- **Assignment**
Copy out each line of the entries below in which the string "Healthy" appears.

---------------

//! Integration tests for the discovery RPC surface

use std::net::SocketAddr;
use std::sync::Arc;

use axum::{
    body::Body,
    extract::ConnectInfo,
    http::{Request, StatusCode},
    Router,
};
use serde_json::{json, Value};
use tower::ServiceExt;

use lattice_mesh::catalog::memory::MemoryCatalog;
use lattice_mesh::catalog::Catalog;
use lattice_mesh::discovery::{router, DiscoveryService};
use lattice_mesh::messaging::{CollectingPublisher, DomainEvent};

struct Fixture {
    app: Router,
    catalog: Arc<MemoryCatalog>,
    publisher: Arc<CollectingPublisher>,
}

fn fixture() -> Fixture {
    let catalog = Arc::new(MemoryCatalog::new());
    let publisher = Arc::new(CollectingPublisher::new());
    let service = Arc::new(DiscoveryService::new(catalog.clone(), publisher.clone()));
    Fixture {
        app: router(service),
        catalog,
        publisher,
    }
}

fn post_json(uri: &str, body: &Value, peer: &str) -> Request<Body> {
    Request::builder()
        .method("POST")
        .uri(uri)
        .header("content-type", "application/json")
        .extension(ConnectInfo(peer.parse::<SocketAddr>().unwrap()))
        .body(Body::from(serde_json::to_vec(body).unwrap()))
        .unwrap()
}

async fn body_json(response: axum::response::Response) -> Value {
    let bytes = axum::body::to_bytes(response.into_body(), usize::MAX)
        .await
        .unwrap();
    serde_json::from_slice(&bytes).unwrap()
}

#[tokio::test]
async fn test_register_and_list_instances() {
    let f = fixture();

    let response = f
        .app
        .clone()
        .oneshot(post_json(
            "/rpc/register",
            &json!({
                "serviceName": "orders",
                "serviceId": "orders-1",
                "address": "192.168.5.1",
                "port": 9000,
                "metadata": {"scheme": "http"},
            }),
            "10.0.0.7:5123",
        ))
        .await
        .unwrap();
    assert_eq!(response.status(), StatusCode::OK);
    let body = body_json(response).await;
    assert_eq!(body["success"], true);
    assert_eq!(body["serviceId"], "orders-1");

    let response = f
        .app
        .clone()
        .oneshot(
            Request::builder()
                .uri("/rpc/instances/orders")
                .body(Body::empty())
                .unwrap(),
        )
        .await
        .unwrap();
    let body = body_json(response).await;
    let instances = body["instances"].as_array().unwrap();
    assert_eq!(instances.len(), 1);
    assert_eq!(instances[0]["serviceId"], "orders-1");
    assert_eq!(instances[0]["address"], "192.168.5.1");
    assert_eq!(instances[0]["status"], "Healthy");

    let response = f
        .app
        .oneshot(
            Request::builder()
                .uri("/rpc/services")
                .body(Body::empty())
                .unwrap(),
        )
        .await
        .unwrap();
    let body = body_json(response).await;
    assert_eq!(body["serviceNames"], json!(["orders"]));
}

#[tokio::test]
async fn test_register_rewrites_loopback_address_to_peer() {
    let f = fixture();

    let response = f
        .app
        .clone()
        .oneshot(post_json(
            "/rpc/register",
            &json!({
                "serviceName": "orders",
                "serviceId": "orders-1",
                "address": "127.0.0.1",
                "port": 9000,
            }),
            "10.0.0.7:5123",
        ))
        .await
        .unwrap();
    assert_eq!(body_json(response).await["success"], true);

    let inst = f.catalog.instance("orders-1").await.unwrap().unwrap();
    assert_eq!(inst.address, "10.0.0.7");
}

#[tokio::test]
async fn test_register_generates_service_id() {
    let f = fixture();

    let response = f
        .app
        .clone()
        .oneshot(post_json(
            "/rpc/register",
            &json!({"serviceName": "orders", "address": "192.168.5.1", "port": 9000}),
            "10.0.0.7:5123",
        ))
        .await
        .unwrap();
    let body = body_json(response).await;
    assert_eq!(body["success"], true);
    let id = body["serviceId"].as_str().unwrap();
    assert!(id.starts_with("orders-"), "got {}", id);
}

#[tokio::test]
async fn test_deregister_round_trip() {
    let f = fixture();

    f.app
        .clone()
        .oneshot(post_json(
            "/rpc/register",
            &json!({
                "serviceName": "orders",
                "serviceId": "orders-1",
                "address": "192.168.5.1",
                "port": 9000,
            }),
            "10.0.0.7:5123",
        ))
        .await
        .unwrap();

    let response = f
        .app
        .clone()
        .oneshot(post_json(
            "/rpc/deregister",
            &json!({"serviceId": "orders-1"}),
            "10.0.0.7:5123",
        ))
        .await
        .unwrap();
    assert_eq!(body_json(response).await["removed"], true);

    // A second deregistration no longer finds the instance.
    let response = f
        .app
        .oneshot(post_json(
            "/rpc/deregister",
            &json!({"serviceId": "orders-1"}),
            "10.0.0.7:5123",
        ))
        .await
        .unwrap();
    assert_eq!(body_json(response).await["removed"], false);

    let events = f.publisher.events();
    assert!(matches!(events[0], DomainEvent::Registered(_)));
    assert!(matches!(events[1], DomainEvent::Deregistered(_)));
    assert_eq!(events.len(), 2);
}

#[tokio::test]
async fn test_report_health_updates_catalog() {
    let f = fixture();

    f.app
        .clone()
        .oneshot(post_json(
            "/rpc/register",
            &json!({
                "serviceName": "orders",
                "serviceId": "orders-1",
                "address": "192.168.5.1",
                "port": 9000,
            }),
            "10.0.0.7:5123",
        ))
        .await
        .unwrap();

    let response = f
        .app
        .clone()
        .oneshot(post_json(
            "/rpc/report-health",
            &json!({"serviceId": "orders-1", "status": "Degraded", "output": "high latency"}),
            "10.0.0.7:5123",
        ))
        .await
        .unwrap();
    assert_eq!(body_json(response).await["success"], true);

    let inst = f.catalog.instance("orders-1").await.unwrap().unwrap();
    assert_eq!(inst.status.name(), "Degraded");

    let transitions: Vec<_> = f
        .publisher
        .events()
        .into_iter()
        .filter(|e| matches!(e, DomainEvent::HealthChanged(_)))
        .collect();
    assert_eq!(transitions.len(), 1);
}

#[tokio::test]
async fn test_health_and_reflection_endpoints() {
    let f = fixture();

    let response = f
        .app
        .clone()
        .oneshot(Request::builder().uri("/health").body(Body::empty()).unwrap())
        .await
        .unwrap();
    assert_eq!(response.status(), StatusCode::OK);
    assert_eq!(body_json(response).await, json!({"status": "Healthy"}));

    let response = f
        .app
        .oneshot(
            Request::builder()
                .uri("/rpc/methods")
                .body(Body::empty())
                .unwrap(),
        )
        .await
        .unwrap();
    assert_eq!(response.status(), StatusCode::OK);
    let methods = body_json(response).await;
    let names: Vec<&str> = methods
        .as_array()
        .unwrap()
        .iter()
        .map(|m| m["name"].as_str().unwrap())
        .collect();
    assert_eq!(
        names,
        vec!["Register", "Deregister", "GetInstances", "GetServices", "ReportHealth"]
    );
}
//! Thread-safe store of the latest health probe results

use std::collections::HashMap;

use chrono::{DateTime, Utc};
use parking_lot::RwLock;
use serde::{Deserialize, Serialize};

use crate::catalog::HealthStatus;

/// How an instance was probed
#[derive(Debug, Clone, Copy, PartialEq, Eq, Serialize, Deserialize)]
#[serde(rename_all = "kebab-case")]
pub enum ProbeType {
    Http,
    Tcp,
    CircuitBreaker,
    None,
}

/// Latest probe result for a single service instance
#[derive(Debug, Clone, Serialize, Deserialize)]
#[serde(rename_all = "camelCase")]
pub struct MonitoredInstance {
    pub service_id: String,
    pub service_name: String,
    pub address: String,
    pub port: u16,
    pub status: HealthStatus,
    pub last_probe: DateTime<Utc>,
    pub probe_type: ProbeType,
    #[serde(skip_serializing_if = "String::is_empty", default)]
    pub message: String,
    #[serde(skip_serializing_if = "HashMap::is_empty", default)]
    pub metadata: HashMap<String, String>,
}

/// Probe-result cache keyed by service ID.
///
/// All mutations are serialized; reads return point-in-time copies.
#[derive(Default)]
pub struct StatusCache {
    instances: RwLock<HashMap<String, MonitoredInstance>>,
}

impl StatusCache {
    pub fn new() -> Self {
        Self::default()
    }

    /// Record a probe result, overwriting any previous entry.
    #[allow(clippy::too_many_arguments)]
    pub fn update(
        &self,
        service_id: &str,
        service_name: &str,
        address: &str,
        port: u16,
        status: HealthStatus,
        probe_type: ProbeType,
        message: String,
        metadata: HashMap<String, String>,
    ) {
        let entry = MonitoredInstance {
            service_id: service_id.to_string(),
            service_name: service_name.to_string(),
            address: address.to_string(),
            port,
            status,
            last_probe: Utc::now(),
            probe_type,
            message,
            metadata,
        };
        self.instances.write().insert(service_id.to_string(), entry);
    }

    /// Snapshot of all monitored instances.
    pub fn get_all(&self) -> Vec<MonitoredInstance> {
        self.instances.read().values().cloned().collect()
    }

    /// Monitored instances matching the given service name.
    pub fn get_by_service(&self, service_name: &str) -> Vec<MonitoredInstance> {
        self.instances
            .read()
            .values()
            .filter(|inst| inst.service_name == service_name)
            .cloned()
            .collect()
    }

    /// Copy of a single instance entry, or None.
    pub fn get(&self, service_id: &str) -> Option<MonitoredInstance> {
        self.instances.read().get(service_id).cloned()
    }

    /// Remove a single instance entry.
    pub fn remove(&self, service_id: &str) {
        self.instances.write().remove(service_id);
    }

    /// Remove all entries for a service name.
    pub fn remove_by_service(&self, service_name: &str) {
        self.instances
            .write()
            .retain(|_, inst| inst.service_name != service_name);
    }

    /// Remove entries whose last probe predates the cutoff.
    pub fn evict_older_than(&self, cutoff: DateTime<Utc>) {
        self.instances
            .write()
            .retain(|_, inst| inst.last_probe >= cutoff);
    }

    /// Last known status for a service ID; Unknown if not tracked.
    pub fn previous_status(&self, service_id: &str) -> HealthStatus {
        self.instances
            .read()
            .get(service_id)
            .map(|inst| inst.status)
            .unwrap_or_default()
    }
}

---------------

- **Answer box**
    assert_eq!(instances[0]["status"], "Healthy");
    assert_eq!(body_json(response).await, json!({"status": "Healthy"}));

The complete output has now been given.